WHAT YOU SHOULD DO ▸ Please repeat the listing below in its entirety, exactly.

* * * * * * * * *

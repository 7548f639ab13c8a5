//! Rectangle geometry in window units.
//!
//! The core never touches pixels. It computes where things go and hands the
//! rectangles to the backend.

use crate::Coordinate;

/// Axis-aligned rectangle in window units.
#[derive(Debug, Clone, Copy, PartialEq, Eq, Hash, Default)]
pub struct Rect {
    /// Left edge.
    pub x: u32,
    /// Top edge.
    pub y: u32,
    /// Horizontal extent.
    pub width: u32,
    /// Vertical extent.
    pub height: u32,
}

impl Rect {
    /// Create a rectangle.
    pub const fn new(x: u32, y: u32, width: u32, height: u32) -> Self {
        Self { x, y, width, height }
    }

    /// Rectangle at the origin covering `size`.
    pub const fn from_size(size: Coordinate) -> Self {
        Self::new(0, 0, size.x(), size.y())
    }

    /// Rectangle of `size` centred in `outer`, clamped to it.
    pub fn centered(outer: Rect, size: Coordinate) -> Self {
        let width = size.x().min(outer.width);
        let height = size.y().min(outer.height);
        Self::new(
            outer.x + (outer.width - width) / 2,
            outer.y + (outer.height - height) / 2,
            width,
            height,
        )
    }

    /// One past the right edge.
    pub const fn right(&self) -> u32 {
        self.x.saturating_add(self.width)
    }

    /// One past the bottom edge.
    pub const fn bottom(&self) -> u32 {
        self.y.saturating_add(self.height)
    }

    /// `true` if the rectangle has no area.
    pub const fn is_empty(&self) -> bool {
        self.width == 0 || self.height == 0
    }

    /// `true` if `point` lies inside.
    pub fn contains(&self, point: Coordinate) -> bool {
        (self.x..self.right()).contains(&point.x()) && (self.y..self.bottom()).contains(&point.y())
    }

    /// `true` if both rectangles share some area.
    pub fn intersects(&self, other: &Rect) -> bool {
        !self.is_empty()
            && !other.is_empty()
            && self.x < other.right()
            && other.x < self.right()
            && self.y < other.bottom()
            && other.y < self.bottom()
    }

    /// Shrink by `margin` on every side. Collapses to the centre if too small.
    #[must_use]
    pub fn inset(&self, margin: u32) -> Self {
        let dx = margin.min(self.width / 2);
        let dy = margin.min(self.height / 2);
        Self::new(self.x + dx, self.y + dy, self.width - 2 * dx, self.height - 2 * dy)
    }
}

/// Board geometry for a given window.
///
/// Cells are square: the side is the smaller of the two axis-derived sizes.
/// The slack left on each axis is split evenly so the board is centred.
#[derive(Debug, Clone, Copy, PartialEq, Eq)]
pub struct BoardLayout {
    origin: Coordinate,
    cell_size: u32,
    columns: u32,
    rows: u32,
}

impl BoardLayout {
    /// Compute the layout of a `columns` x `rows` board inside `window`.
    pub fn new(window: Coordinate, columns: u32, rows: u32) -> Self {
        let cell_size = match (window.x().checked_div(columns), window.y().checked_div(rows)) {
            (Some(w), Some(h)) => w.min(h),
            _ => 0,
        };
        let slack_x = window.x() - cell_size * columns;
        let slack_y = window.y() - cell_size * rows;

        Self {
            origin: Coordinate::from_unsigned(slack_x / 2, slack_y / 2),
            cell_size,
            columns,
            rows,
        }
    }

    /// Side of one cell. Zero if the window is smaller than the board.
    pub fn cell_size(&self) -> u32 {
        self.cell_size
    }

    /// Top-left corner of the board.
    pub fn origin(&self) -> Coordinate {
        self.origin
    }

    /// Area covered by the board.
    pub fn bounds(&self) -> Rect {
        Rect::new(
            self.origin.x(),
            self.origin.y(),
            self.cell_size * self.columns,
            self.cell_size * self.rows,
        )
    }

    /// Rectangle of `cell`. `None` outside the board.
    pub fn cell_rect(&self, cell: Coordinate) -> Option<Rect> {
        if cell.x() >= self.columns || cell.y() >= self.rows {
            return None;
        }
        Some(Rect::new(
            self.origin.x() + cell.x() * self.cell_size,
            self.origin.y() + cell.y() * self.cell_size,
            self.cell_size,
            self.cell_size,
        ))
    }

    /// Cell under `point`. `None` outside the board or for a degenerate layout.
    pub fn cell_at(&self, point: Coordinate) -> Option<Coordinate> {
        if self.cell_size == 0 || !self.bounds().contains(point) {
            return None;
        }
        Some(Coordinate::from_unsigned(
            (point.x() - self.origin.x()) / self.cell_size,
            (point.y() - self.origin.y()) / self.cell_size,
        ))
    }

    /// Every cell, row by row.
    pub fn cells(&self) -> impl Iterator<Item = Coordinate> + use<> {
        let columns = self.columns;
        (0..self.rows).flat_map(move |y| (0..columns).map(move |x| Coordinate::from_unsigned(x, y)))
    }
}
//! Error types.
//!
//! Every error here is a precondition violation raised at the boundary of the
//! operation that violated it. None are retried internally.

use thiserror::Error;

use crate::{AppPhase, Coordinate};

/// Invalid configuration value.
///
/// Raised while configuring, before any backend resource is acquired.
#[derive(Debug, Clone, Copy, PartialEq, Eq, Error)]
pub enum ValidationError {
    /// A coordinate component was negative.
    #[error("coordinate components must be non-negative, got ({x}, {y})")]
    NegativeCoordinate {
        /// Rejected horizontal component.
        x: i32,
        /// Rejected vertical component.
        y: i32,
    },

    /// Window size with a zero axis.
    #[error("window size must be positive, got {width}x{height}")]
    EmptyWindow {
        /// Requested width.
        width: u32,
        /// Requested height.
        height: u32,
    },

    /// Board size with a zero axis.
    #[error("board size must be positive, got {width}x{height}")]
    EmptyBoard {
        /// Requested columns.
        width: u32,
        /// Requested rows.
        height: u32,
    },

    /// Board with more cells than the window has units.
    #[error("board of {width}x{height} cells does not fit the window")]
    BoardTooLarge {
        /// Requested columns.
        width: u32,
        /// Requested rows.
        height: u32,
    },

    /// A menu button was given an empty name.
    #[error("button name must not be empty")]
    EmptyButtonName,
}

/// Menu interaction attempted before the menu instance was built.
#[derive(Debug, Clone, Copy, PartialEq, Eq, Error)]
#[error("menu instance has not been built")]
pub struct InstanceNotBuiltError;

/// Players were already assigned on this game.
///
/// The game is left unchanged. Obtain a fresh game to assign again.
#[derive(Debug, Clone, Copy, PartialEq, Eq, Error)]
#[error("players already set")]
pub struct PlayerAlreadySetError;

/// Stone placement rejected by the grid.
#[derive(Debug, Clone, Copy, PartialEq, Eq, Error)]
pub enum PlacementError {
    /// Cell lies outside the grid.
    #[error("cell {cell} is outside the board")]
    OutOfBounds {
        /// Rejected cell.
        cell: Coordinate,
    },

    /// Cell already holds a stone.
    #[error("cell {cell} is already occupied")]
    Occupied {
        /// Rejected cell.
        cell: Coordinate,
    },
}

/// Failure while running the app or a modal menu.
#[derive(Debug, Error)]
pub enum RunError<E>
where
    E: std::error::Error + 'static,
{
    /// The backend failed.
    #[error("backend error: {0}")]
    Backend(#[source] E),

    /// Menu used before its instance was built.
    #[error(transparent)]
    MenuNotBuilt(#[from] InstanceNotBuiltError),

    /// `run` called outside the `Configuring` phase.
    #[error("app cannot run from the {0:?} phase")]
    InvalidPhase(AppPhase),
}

* * * * * * * * *

TASK RESPONSE ▸
repository 7548f639ab13c8a5
//! Rectangle geometry in window units.
//!
//! The core never touches pixels. It computes where things go and hands the
//! rectangles to the backend.

use crate::Coordinate;

/// Axis-aligned rectangle in window units.
#[derive(Debug, Clone, Copy, PartialEq, Eq, Hash, Default)]
pub struct Rect {
    /// Left edge.
    pub x: u32,
    /// Top edge.
    pub y: u32,
    /// Horizontal extent.
    pub width: u32,
    /// Vertical extent.
    pub height: u32,
}

impl Rect {
    /// Create a rectangle.
    pub const fn new(x: u32, y: u32, width: u32, height: u32) -> Self {
        Self { x, y, width, height }
    }

    /// Rectangle at the origin covering `size`.
    pub const fn from_size(size: Coordinate) -> Self {
        Self::new(0, 0, size.x(), size.y())
    }

    /// Rectangle of `size` centred in `outer`, clamped to it.
    pub fn centered(outer: Rect, size: Coordinate) -> Self {
        let width = size.x().min(outer.width);
        let height = size.y().min(outer.height);
        Self::new(
            outer.x + (outer.width - width) / 2,
            outer.y + (outer.height - height) / 2,
            width,
            height,
        )
    }

    /// One past the right edge.
    pub const fn right(&self) -> u32 {
        self.x.saturating_add(self.width)
    }

    /// One past the bottom edge.
    pub const fn bottom(&self) -> u32 {
        self.y.saturating_add(self.height)
    }

    /// `true` if the rectangle has no area.
    pub const fn is_empty(&self) -> bool {
        self.width == 0 || self.height == 0
    }

    /// `true` if `point` lies inside.
    pub fn contains(&self, point: Coordinate) -> bool {
        (self.x..self.right()).contains(&point.x()) && (self.y..self.bottom()).contains(&point.y())
    }

    /// `true` if both rectangles share some area.
    pub fn intersects(&self, other: &Rect) -> bool {
        !self.is_empty()
            && !other.is_empty()
            && self.x < other.right()
            && other.x < self.right()
            && self.y < other.bottom()
            && other.y < self.bottom()
    }

    /// Shrink by `margin` on every side. Collapses to the centre if too small.
    #[must_use]
    pub fn inset(&self, margin: u32) -> Self {
        let dx = margin.min(self.width / 2);
        let dy = margin.min(self.height / 2);
        Self::new(self.x + dx, self.y + dy, self.width - 2 * dx, self.height - 2 * dy)
    }
}

/// Board geometry for a given window.
///
/// Cells are square: the side is the smaller of the two axis-derived sizes.
/// The slack left on each axis is split evenly so the board is centred.
#[derive(Debug, Clone, Copy, PartialEq, Eq)]
pub struct BoardLayout {
    origin: Coordinate,
    cell_size: u32,
    columns: u32,
    rows: u32,
}

impl BoardLayout {
    /// Compute the layout of a `columns` x `rows` board inside `window`.
    pub fn new(window: Coordinate, columns: u32, rows: u32) -> Self {
        let cell_size = match (window.x().checked_div(columns), window.y().checked_div(rows)) {
            (Some(w), Some(h)) => w.min(h),
            _ => 0,
        };
        let slack_x = window.x() - cell_size * columns;
        let slack_y = window.y() - cell_size * rows;

        Self {
            origin: Coordinate::from_unsigned(slack_x / 2, slack_y / 2),
            cell_size,
            columns,
            rows,
        }
    }

    /// Side of one cell. Zero if the window is smaller than the board.
    pub fn cell_size(&self) -> u32 {
        self.cell_size
    }

    /// Top-left corner of the board.
    pub fn origin(&self) -> Coordinate {
        self.origin
    }

    /// Area covered by the board.
    pub fn bounds(&self) -> Rect {
        Rect::new(
            self.origin.x(),
            self.origin.y(),
            self.cell_size * self.columns,
            self.cell_size * self.rows,
        )
    }

    /// Rectangle of `cell`. `None` outside the board.
    pub fn cell_rect(&self, cell: Coordinate) -> Option<Rect> {
        if cell.x() >= self.columns || cell.y() >= self.rows {
            return None;
        }
        Some(Rect::new(
            self.origin.x() + cell.x() * self.cell_size,
            self.origin.y() + cell.y() * self.cell_size,
            self.cell_size,
            self.cell_size,
        ))
    }

    /// Cell under `point`. `None` outside the board or for a degenerate layout.
    pub fn cell_at(&self, point: Coordinate) -> Option<Coordinate> {
        if self.cell_size == 0 || !self.bounds().contains(point) {
            return None;
        }
        Some(Coordinate::from_unsigned(
            (point.x() - self.origin.x()) / self.cell_size,
            (point.y() - self.origin.y()) / self.cell_size,
        ))
    }

    /// Every cell, row by row.
    pub fn cells(&self) -> impl Iterator<Item = Coordinate> + use<> {
        let columns = self.columns;
        (0..self.rows).flat_map(move |y| (0..columns).map(move |x| Coordinate::from_unsigned(x, y)))
    }
}
//! Error types.
//!
//! Every error here is a precondition violation raised at the boundary of the
//! operation that violated it. None are retried internally.

use thiserror::Error;

use crate::{AppPhase, Coordinate};

/// Invalid configuration value.
///
/// Raised while configuring, before any backend resource is acquired.
#[derive(Debug, Clone, Copy, PartialEq, Eq, Error)]
pub enum ValidationError {
    /// A coordinate component was negative.
    #[error("coordinate components must be non-negative, got ({x}, {y})")]
    NegativeCoordinate {
        /// Rejected horizontal component.
        x: i32,
        /// Rejected vertical component.
        y: i32,
    },

    /// Window size with a zero axis.
    #[error("window size must be positive, got {width}x{height}")]
    EmptyWindow {
        /// Requested width.
        width: u32,
        /// Requested height.
        height: u32,
    },

    /// Board size with a zero axis.
    #[error("board size must be positive, got {width}x{height}")]
    EmptyBoard {
        /// Requested columns.
        width: u32,
        /// Requested rows.
        height: u32,
    },

    /// Board with more cells than the window has units.
    #[error("board of {width}x{height} cells does not fit the window")]
    BoardTooLarge {
        /// Requested columns.
        width: u32,
        /// Requested rows.
        height: u32,
    },

    /// A menu button was given an empty name.
    #[error("button name must not be empty")]
    EmptyButtonName,
}

/// Menu interaction attempted before the menu instance was built.
#[derive(Debug, Clone, Copy, PartialEq, Eq, Error)]
#[error("menu instance has not been built")]
pub struct InstanceNotBuiltError;

/// Players were already assigned on this game.
///
/// The game is left unchanged. Obtain a fresh game to assign again.
#[derive(Debug, Clone, Copy, PartialEq, Eq, Error)]
#[error("players already set")]
pub struct PlayerAlreadySetError;

/// Stone placement rejected by the grid.
#[derive(Debug, Clone, Copy, PartialEq, Eq, Error)]
pub enum PlacementError {
    /// Cell lies outside the grid.
    #[error("cell {cell} is outside the board")]
    OutOfBounds {
        /// Rejected cell.
        cell: Coordinate,
    },

    /// Cell already holds a stone.
    #[error("cell {cell} is already occupied")]
    Occupied {
        /// Rejected cell.
        cell: Coordinate,
    },
}

/// Failure while running the app or a modal menu.
#[derive(Debug, Error)]
pub enum RunError<E>
where
    E: std::error::Error + 'static,
{
    /// The backend failed.
    #[error("backend error: {0}")]
    Backend(#[source] E),

    /// Menu used before its instance was built.
    #[error(transparent)]
    MenuNotBuilt(#[from] InstanceNotBuiltError),

    /// `run` called outside the `Configuring` phase.
    #[error("app cannot run from the {0:?} phase")]
    InvalidPhase(AppPhase),
}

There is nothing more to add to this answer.